╭─ Dataset extract

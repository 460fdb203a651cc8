use std::time::Duration;

use dioxus::prelude::*;
use uuid::Uuid;

const TOAST_AUTO_DISMISS: Duration = Duration::from_secs(5);
const TOAST_LIMIT: usize = 4;

#[derive(Clone, Copy, Debug, PartialEq, Eq)]
pub enum ToastKind {
    Info,
    Success,
    Warning,
    Error,
}

impl ToastKind {
    fn theme(&self) -> &'static str {
        match self {
            ToastKind::Info => "border-sky-500/40 bg-sky-500/10 text-sky-100",
            ToastKind::Success => "border-emerald-500/40 bg-emerald-500/10 text-emerald-100",
            ToastKind::Warning => "border-amber-500/40 bg-amber-500/10 text-amber-100",
            ToastKind::Error => "border-rose-500/40 bg-rose-500/10 text-rose-100",
        }
    }

    fn icon(&self) -> &'static str {
        match self {
            ToastKind::Info => "ℹ️",
            ToastKind::Success => "✅",
            ToastKind::Warning => "⚠️",
            ToastKind::Error => "⛔",
        }
    }
}

#[derive(Clone, Debug, PartialEq)]
pub struct ToastMessage {
    pub id: String,
    pub kind: ToastKind,
    pub text: String,
}

impl ToastMessage {
    pub fn new(kind: ToastKind, text: impl Into<String>) -> Self {
        Self {
            id: Uuid::new_v4().to_string(),
            kind,
            text: text.into(),
        }
    }
}

/// Queues a notification, dropping the oldest once the stack is full.
pub fn push_toast(
    mut toasts: Signal<Vec<ToastMessage>>,
    kind: ToastKind,
    message: impl Into<String>,
) {
    let message = ToastMessage::new(kind, message);
    log::debug!("toast {:?}: {}", message.kind, message.text);
    toasts.with_mut(|entries| {
        if entries.len() >= TOAST_LIMIT {
            entries.remove(0);
        }
        entries.push(message);
    });
}

#[component]
pub fn Toast() -> Element {
    let toasts = use_context::<Signal<Vec<ToastMessage>>>();
    let messages = toasts();

    if messages.is_empty() {
        return rsx! { Fragment {} };
    }

    rsx! {
        div {
            class: "pointer-events-none fixed inset-x-0 bottom-4 flex justify-center",
            ul {
                class: "space-y-3",
                for message in messages {
                    ToastCard { key: "{message.id}", message: message.clone(), toasts }
                }
            }
        }
    }
}

#[component]
fn ToastCard(message: ToastMessage, toasts: Signal<Vec<ToastMessage>>) -> Element {
    let timer_id = message.id.clone();
    let _auto_dismiss = use_future(move || {
        let id = timer_id.clone();
        async move {
            tokio::time::sleep(TOAST_AUTO_DISMISS).await;
            toasts.with_mut(|items| items.retain(|toast| toast.id != id));
        }
    });

    let dismiss_id = message.id.clone();
    rsx! {
        li {
            class: "pointer-events-auto flex items-start gap-3 rounded-xl border px-4 py-3 shadow-lg backdrop-blur {message.kind.theme()}",
            span { class: "text-lg", "{message.kind.icon()}" }
            p { class: "text-sm font-medium", "{message.text}" }
            button {
                class: "ml-3 text-xs uppercase tracking-wide text-slate-300 hover:text-white",
                onclick: move |_| {
                    let target = dismiss_id.clone();
                    toasts.with_mut(|items| items.retain(|toast| toast.id != target));
                },
                "Dismiss"
            }
        }
    }
}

╰─

• **Assigned task**
Transcribe the data. Leave every line exactly as it is.

• **Finished exercise**
repository 460fdb203a651cc8
use std::time::Duration;

use dioxus::prelude::*;
use uuid::Uuid;

const TOAST_AUTO_DISMISS: Duration = Duration::from_secs(5);
const TOAST_LIMIT: usize = 4;

#[derive(Clone, Copy, Debug, PartialEq, Eq)]
pub enum ToastKind {
    Info,
    Success,
    Warning,
    Error,
}

impl ToastKind {
    fn theme(&self) -> &'static str {
        match self {
            ToastKind::Info => "border-sky-500/40 bg-sky-500/10 text-sky-100",
            ToastKind::Success => "border-emerald-500/40 bg-emerald-500/10 text-emerald-100",
            ToastKind::Warning => "border-amber-500/40 bg-amber-500/10 text-amber-100",
            ToastKind::Error => "border-rose-500/40 bg-rose-500/10 text-rose-100",
        }
    }

    fn icon(&self) -> &'static str {
        match self {
            ToastKind::Info => "ℹ️",
            ToastKind::Success => "✅",
            ToastKind::Warning => "⚠️",
            ToastKind::Error => "⛔",
        }
    }
}

#[derive(Clone, Debug, PartialEq)]
pub struct ToastMessage {
    pub id: String,
    pub kind: ToastKind,
    pub text: String,
}

impl ToastMessage {
    pub fn new(kind: ToastKind, text: impl Into<String>) -> Self {
        Self {
            id: Uuid::new_v4().to_string(),
            kind,
            text: text.into(),
        }
    }
}

/// Queues a notification, dropping the oldest once the stack is full.
pub fn push_toast(
    mut toasts: Signal<Vec<ToastMessage>>,
    kind: ToastKind,
    message: impl Into<String>,
) {
    let message = ToastMessage::new(kind, message);
    log::debug!("toast {:?}: {}", message.kind, message.text);
    toasts.with_mut(|entries| {
        if entries.len() >= TOAST_LIMIT {
            entries.remove(0);
        }
        entries.push(message);
    });
}

#[component]
pub fn Toast() -> Element {
    let toasts = use_context::<Signal<Vec<ToastMessage>>>();
    let messages = toasts();

    if messages.is_empty() {
        return rsx! { Fragment {} };
    }

    rsx! {
        div {
            class: "pointer-events-none fixed inset-x-0 bottom-4 flex justify-center",
            ul {
                class: "space-y-3",
                for message in messages {
                    ToastCard { key: "{message.id}", message: message.clone(), toasts }
                }
            }
        }
    }
}

#[component]
fn ToastCard(message: ToastMessage, toasts: Signal<Vec<ToastMessage>>) -> Element {
    let timer_id = message.id.clone();
    let _auto_dismiss = use_future(move || {
        let id = timer_id.clone();
        async move {
            tokio::time::sleep(TOAST_AUTO_DISMISS).await;
            toasts.with_mut(|items| items.retain(|toast| toast.id != id));
        }
    });

    let dismiss_id = message.id.clone();
    rsx! {
        li {
            class: "pointer-events-auto flex items-start gap-3 rounded-xl border px-4 py-3 shadow-lg backdrop-blur {message.kind.theme()}",
            span { class: "text-lg", "{message.kind.icon()}" }
            p { class: "text-sm font-medium", "{message.text}" }
            button {
                class: "ml-3 text-xs uppercase tracking-wide text-slate-300 hover:text-white",
                onclick: move |_| {
                    let target = dismiss_id.clone();
                    toasts.with_mut(|items| items.retain(|toast| toast.id != target));
                },
                "Dismiss"
            }
        }
    }
}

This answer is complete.